## TASK ITEM
Take the line containing "when no town" as the first and the last line of the records below as the end, and please set down only what lies between them exactly, both ends included.

Saved data entries

-- Opening Marker --

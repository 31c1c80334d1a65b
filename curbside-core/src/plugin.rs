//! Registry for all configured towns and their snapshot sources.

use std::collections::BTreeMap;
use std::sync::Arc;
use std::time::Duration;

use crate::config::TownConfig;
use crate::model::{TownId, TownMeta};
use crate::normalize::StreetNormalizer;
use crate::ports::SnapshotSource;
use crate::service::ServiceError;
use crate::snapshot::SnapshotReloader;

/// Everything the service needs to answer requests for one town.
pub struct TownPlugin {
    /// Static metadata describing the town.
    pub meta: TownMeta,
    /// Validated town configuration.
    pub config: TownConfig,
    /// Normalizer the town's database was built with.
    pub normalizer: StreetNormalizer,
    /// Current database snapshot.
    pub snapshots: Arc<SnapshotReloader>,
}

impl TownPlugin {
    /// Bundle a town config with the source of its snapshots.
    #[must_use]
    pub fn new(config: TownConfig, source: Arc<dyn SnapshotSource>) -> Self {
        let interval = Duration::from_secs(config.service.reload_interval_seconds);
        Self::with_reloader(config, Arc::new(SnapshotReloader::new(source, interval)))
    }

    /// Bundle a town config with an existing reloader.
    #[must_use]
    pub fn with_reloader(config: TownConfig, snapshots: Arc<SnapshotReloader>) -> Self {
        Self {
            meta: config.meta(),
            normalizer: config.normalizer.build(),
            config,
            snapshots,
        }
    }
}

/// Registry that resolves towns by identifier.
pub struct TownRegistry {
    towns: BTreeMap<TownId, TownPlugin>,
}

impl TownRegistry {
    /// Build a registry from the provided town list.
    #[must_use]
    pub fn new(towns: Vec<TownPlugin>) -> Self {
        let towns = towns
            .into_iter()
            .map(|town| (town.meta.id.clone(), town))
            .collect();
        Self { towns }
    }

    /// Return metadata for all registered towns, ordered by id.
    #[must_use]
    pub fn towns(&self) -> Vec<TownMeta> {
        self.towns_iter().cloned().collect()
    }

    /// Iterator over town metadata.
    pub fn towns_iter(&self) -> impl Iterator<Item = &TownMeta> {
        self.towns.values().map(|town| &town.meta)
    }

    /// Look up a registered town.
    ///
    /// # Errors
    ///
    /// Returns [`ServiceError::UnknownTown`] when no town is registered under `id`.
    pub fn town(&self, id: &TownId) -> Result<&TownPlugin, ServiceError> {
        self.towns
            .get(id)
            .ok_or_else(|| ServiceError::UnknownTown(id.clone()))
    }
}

-- Closing Marker --

## COMPLETED EXERCISE
    /// Returns [`ServiceError::UnknownTown`] when no town is registered under `id`.
    pub fn town(&self, id: &TownId) -> Result<&TownPlugin, ServiceError> {
        self.towns
            .get(id)
            .ok_or_else(|| ServiceError::UnknownTown(id.clone()))
    }
}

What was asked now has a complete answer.